Average is tempting – after all even if we measure various response time percentiles we end up with a bunch of numbers – 99th percentile of response time for each application instance for each server in every data center, every 5 seconds. Wouldn’t it be nice to have just one? One number to rule them all…. But there is an inherent problem to averaging response times – it lies. It is completely incorrect. And yet it is used, over and over again.
The average of 1000 99%’lie measurement has as much to do with the 99%’lie behavior of a system as the current temperature on the surface of Mars does. Maybe less. – Gil Tene
“If you had the Maximum value recorded for each 5 second interval over a 5000 second run, and want to deduce the Maximum value for the whole run, would an average of the 1000 max values produce anything useful? No”. See this great post by Gil Tene if you don’t believe me yet.
We can’t use the average, but the need for a single number is real.

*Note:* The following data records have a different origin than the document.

// SPDX-License-Identifier: BUSL-1.1
// Copyright (c) 2026 Alfred Jean LLC

//! The mount allowlist: the on-disk policy gating extra bind-mounts.
//!
//! Absence of the file deterministically disables extra mounts. Default
//! blocked patterns are always merged into whatever the user configures;
//! they can add patterns but never remove the defaults.

use std::path::{Path, PathBuf};

use serde::{Deserialize, Serialize};

use crate::SandboxError;

/// File name under the user config directory.
pub const ALLOWLIST_FILE: &str = "sandbox-mount-allowlist.json";

/// Patterns no mount may traverse, regardless of user configuration.
/// Matching is per path segment (see `mounts`).
pub const DEFAULT_BLOCKED_PATTERNS: &[&str] = &[
    ".ssh",
    ".gnupg",
    ".aws",
    ".azure",
    ".kube",
    ".config/gcloud",
    ".env",
    ".netrc",
    ".npmrc",
    ".pgpass",
    ".docker/config.json",
    "id_rsa",
    "id_ed25519",
    "credentials",
];

/// One directory tree the user permits mounting from.
#[derive(Debug, Clone, Serialize, Deserialize)]
#[serde(rename_all = "camelCase")]
pub struct AllowedRoot {
    pub path: String,
    #[serde(default)]
    pub allow_read_write: bool,
    #[serde(default, skip_serializing_if = "Option::is_none")]
    pub description: Option<String>,
}

/// The allowlist document.
#[derive(Debug, Clone, Serialize, Deserialize, Default)]
#[serde(rename_all = "camelCase")]
pub struct MountAllowlist {
    #[serde(default)]
    pub allowed_roots: Vec<AllowedRoot>,
    #[serde(default)]
    pub blocked_patterns: Vec<String>,
}

impl MountAllowlist {
    /// Defaults merged with user patterns, defaults first.
    pub fn effective_blocked_patterns(&self) -> Vec<String> {
        let mut patterns: Vec<String> =
            DEFAULT_BLOCKED_PATTERNS.iter().map(|p| (*p).to_string()).collect();
        for pattern in &self.blocked_patterns {
            if !patterns.iter().any(|existing| existing == pattern) {
                patterns.push(pattern.clone());
            }
        }
        patterns
    }
}

/// Resolve the allowlist location: explicit override, else
/// `~/.config/openwork/sandbox-mount-allowlist.json`.
pub fn allowlist_path(override_path: Option<&Path>) -> PathBuf {
    if let Some(path) = override_path {
        return path.to_path_buf();
    }
    if let Some(value) = openwork_core::env::var("SANDBOX_ALLOWLIST") {
        return PathBuf::from(value);
    }
    dirs::config_dir()
        .unwrap_or_else(|| PathBuf::from("."))
        .join("openwork")
        .join(ALLOWLIST_FILE)
}

/// Load the allowlist. `Ok(None)` when the file does not exist; a present
/// but unparseable file is an error rather than an open door.
pub fn load_allowlist(path: &Path) -> Result<Option<MountAllowlist>, SandboxError> {
    let raw = match std::fs::read_to_string(path) {
        Ok(raw) => raw,
        Err(e) if e.kind() == std::io::ErrorKind::NotFound => return Ok(None),
        Err(e) => return Err(e.into()),
    };
    let allowlist = serde_json::from_str(&raw).map_err(|e| SandboxError::BadAllowlist {
        path: path.display().to_string(),
        reason: e.to_string(),
    })?;
    Ok(Some(allowlist))
}

/// A pastable starter document, embedded in the rejection error.
pub fn allowlist_template() -> String {
    let template = MountAllowlist {
        allowed_roots: vec![AllowedRoot {
            path: "~/projects".to_string(),
            allow_read_write: false,
            description: Some("project checkouts the sandbox may read".to_string()),
        }],
        blocked_patterns: vec![],
    };
    serde_json::to_string_pretty(&template).unwrap_or_default()
}

#[cfg(test)]
#[path = "allowlist_tests.rs"]
mod tests;
// SPDX-License-Identifier: BUSL-1.1
// Copyright (c) 2026 Alfred Jean LLC

//! Engine fallback: the public releases API.
//!
//! When neither a bundled binary nor a remote manifest entry matches, the
//! engine can still be fetched from its latest published release: pick the
//! target-appropriate archive (zip or tar.gz), extract it, and copy out
//! the engine executable.

use std::path::{Path, PathBuf};

use openwork_core::state::BinaryProvenance;
use openwork_core::{Platform, TargetTriple};
use serde::Deserialize;
use tracing::info;

use crate::remote::{download, make_executable, FETCH_TIMEOUT};
use crate::version::extract_semver;
use crate::{ResolveError, ResolvedBinary, ENGINE_BIN};

/// Latest-release endpoint for the engine.
pub const RELEASES_LATEST_URL: &str =
    "https://api.github.com/repos/sst/opencode/releases/latest";

#[derive(Debug, Deserialize)]
struct Release {
    tag_name: String,
    assets: Vec<ReleaseAsset>,
}

#[derive(Debug, Clone, Deserialize)]
pub struct ReleaseAsset {
    pub name: String,
    pub browser_download_url: String,
}

/// Pick the release asset for a triple.
///
/// Candidates must name the platform and either name the architecture or
/// be architecture-neutral. Ties break `adhoc` > `universal` > `aarch64` >
/// first match.
pub fn pick_release_asset<'a>(
    assets: &'a [ReleaseAsset],
    triple: TargetTriple,
) -> Option<&'a ReleaseAsset> {
    let platform_tokens: &[&str] = match triple.platform {
        Platform::Linux => &["linux"],
        Platform::Darwin => &["darwin", "macos", "mac"],
        Platform::Windows => &["windows", "win32"],
    };
    let arch_tokens: &[&str] = match triple.arch {
        openwork_core::Arch::X64 => &["x64", "x86_64", "amd64"],
        openwork_core::Arch::Arm64 => &["arm64", "aarch64"],
    };

    let candidates: Vec<&ReleaseAsset> = assets
        .iter()
        .filter(|a| {
            let name = a.name.to_ascii_lowercase();
            if !is_archive(&name) {
                return false;
            }
            platform_tokens.iter().any(|t| name.contains(t))
                && (arch_tokens.iter().any(|t| name.contains(t))
                    || name.contains("universal")
                    || name.contains("adhoc"))
        })
        .collect();

    for preferred in ["adhoc", "universal", "aarch64"] {
        if let Some(asset) =
            candidates.iter().find(|a| a.name.to_ascii_lowercase().contains(preferred))
        {
            return Some(asset);
        }
    }
    candidates.first().copied()
}

fn is_archive(name: &str) -> bool {
    name.ends_with(".zip") || name.ends_with(".tar.gz") || name.ends_with(".tgz")
}

/// Download and unpack the latest engine release into the sidecar cache.
pub async fn download_latest_engine(
    client: &reqwest::Client,
    cache_dir: &Path,
    triple: TargetTriple,
) -> Result<ResolvedBinary, ResolveError> {
    let release: Release = client
        .get(RELEASES_LATEST_URL)
        .timeout(FETCH_TIMEOUT)
        .send()
        .await?
        .error_for_status()
        .map_err(|e| ResolveError::Download { name: ENGINE_BIN.to_string(), reason: e.to_string() })?
        .json()
        .await?;

    let version = extract_semver(&release.tag_name).unwrap_or_else(|| release.tag_name.clone());
    let asset = pick_release_asset(&release.assets, triple).ok_or_else(|| {
        ResolveError::ManifestMissing {
            url: RELEASES_LATEST_URL.to_string(),
            name: ENGINE_BIN.to_string(),
            triple: triple.to_string(),
        }
    })?;

    let target_dir = cache_dir.join(&version).join(triple.to_string());
    let final_bin = target_dir.join(ENGINE_BIN);
    if final_bin.is_file() {
        return Ok(ResolvedBinary {
            path: final_bin,
            source: BinaryProvenance::Downloaded,
            expected_version: Some(version),
            actual_version: None,
        });
    }

    let archive_path = target_dir.join(&asset.name);
    download(client, &asset.browser_download_url, &archive_path, None, ENGINE_BIN).await?;

    let unpack_dir = target_dir.join("unpacked");
    extract_archive(&archive_path, &unpack_dir)?;
    let extracted = find_engine_binary(&unpack_dir).ok_or_else(|| ResolveError::Download {
        name: ENGINE_BIN.to_string(),
        reason: format!("archive {} contains no {ENGINE_BIN} executable", asset.name),
    })?;

    std::fs::copy(&extracted, &final_bin)?;
    make_executable(&final_bin)?;
    let _ = std::fs::remove_dir_all(&unpack_dir);
    let _ = std::fs::remove_file(&archive_path);

    info!(component = "resolver", version = version.as_str(),
        "fetched engine from latest release");
    Ok(ResolvedBinary {
        path: final_bin,
        source: BinaryProvenance::Downloaded,
        expected_version: Some(version),
        actual_version: None,
    })
}

/// Unpack a `.zip` or `.tar.gz`/`.tgz` archive into `dest`.
fn extract_archive(archive: &Path, dest: &Path) -> Result<(), ResolveError> {
    std::fs::create_dir_all(dest)?;
    let name = archive.file_name().map(|n| n.to_string_lossy().to_ascii_lowercase());
    let name = name.as_deref().unwrap_or("");

    if name.ends_with(".zip") {
        let file = std::fs::File::open(archive)?;
        let mut zip = zip::ZipArchive::new(file).map_err(|e| ResolveError::Download {
            name: ENGINE_BIN.to_string(),
            reason: format!("bad zip archive: {e}"),
        })?;
        zip.extract(dest).map_err(|e| ResolveError::Download {
            name: ENGINE_BIN.to_string(),
            reason: format!("zip extraction failed: {e}"),
        })?;
        return Ok(());
    }

    if name.ends_with(".tar.gz") || name.ends_with(".tgz") {
        let file = std::fs::File::open(archive)?;
        let tar = flate2::read::GzDecoder::new(file);
        tar::Archive::new(tar).unpack(dest)?;
        return Ok(());
    }

    Err(ResolveError::Download {
        name: ENGINE_BIN.to_string(),
        reason: format!("unsupported archive type: {name}"),
    })
}

/// Locate the engine executable inside an unpacked archive.
fn find_engine_binary(dir: &Path) -> Option<PathBuf> {
    let expected = format!("{ENGINE_BIN}{}", std::env::consts::EXE_SUFFIX);
    let mut stack = vec![dir.to_path_buf()];
    while let Some(current) = stack.pop() {
        let entries = std::fs::read_dir(&current).ok()?;
        for entry in entries.flatten() {
            let path = entry.path();
            if path.is_dir() {
                stack.push(path);
            } else if path.file_name() == Some(std::ffi::OsStr::new(&expected)) {
                return Some(path);
            }
        }
    }
    None
}

#[cfg(test)]
#[path = "releases_tests.rs"]
mod tests;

When looking into metrics one wants to see the big picture, without having to focus on each server or each 5 second time period – we would like to see a single value for the past 10 minutes, 30 minutes, or a day. When speaking about response time the ideal situation would be if we could calculate a given percentile for a (distributed) component covering certain time period – an aggregated value. It would be even better if we could calculate all percentiles – effectively obtaining a histogram.
How to aggregate properly?
It’s worth mentioning that distribution of a performance metric has some specific needs, which might not appear when analysing distribution of other variables. In particular the higher the percentile, the higher accuracy is required. When looking at the 50%’ile then 1%’ile error might be acceptable, but the same error would make the 99%’ile useless. Some algorithms nicely reflect this need and are especially valuable for performance related metrics (tdigest, hdrhistogram). The problem of tracking quantiles is well known and is listed as #2 on the List of Open Problems in Sublinear Algorithms.
Upper bound
The simplest aggregate which works is maximum. Maximum of all 99th percentiles is accurate and has a reasonable meaning – the real 99th percentile is not worse than the calculated value. But is it important to remember that value aggregated this way is not a 99th percentile of the whole data set, it is the upper bound of 99%iles.
Despite that there are some nice advantages of this approach – it’s very simple and has O(1) space complexity.
Know it all
On the other side of the spectrum we can find selection algorithms. These algorithms operate on the whole dataset and provide the exact value. An example of this approach is sorting n values and selecting kth number where k/n = requested percentile.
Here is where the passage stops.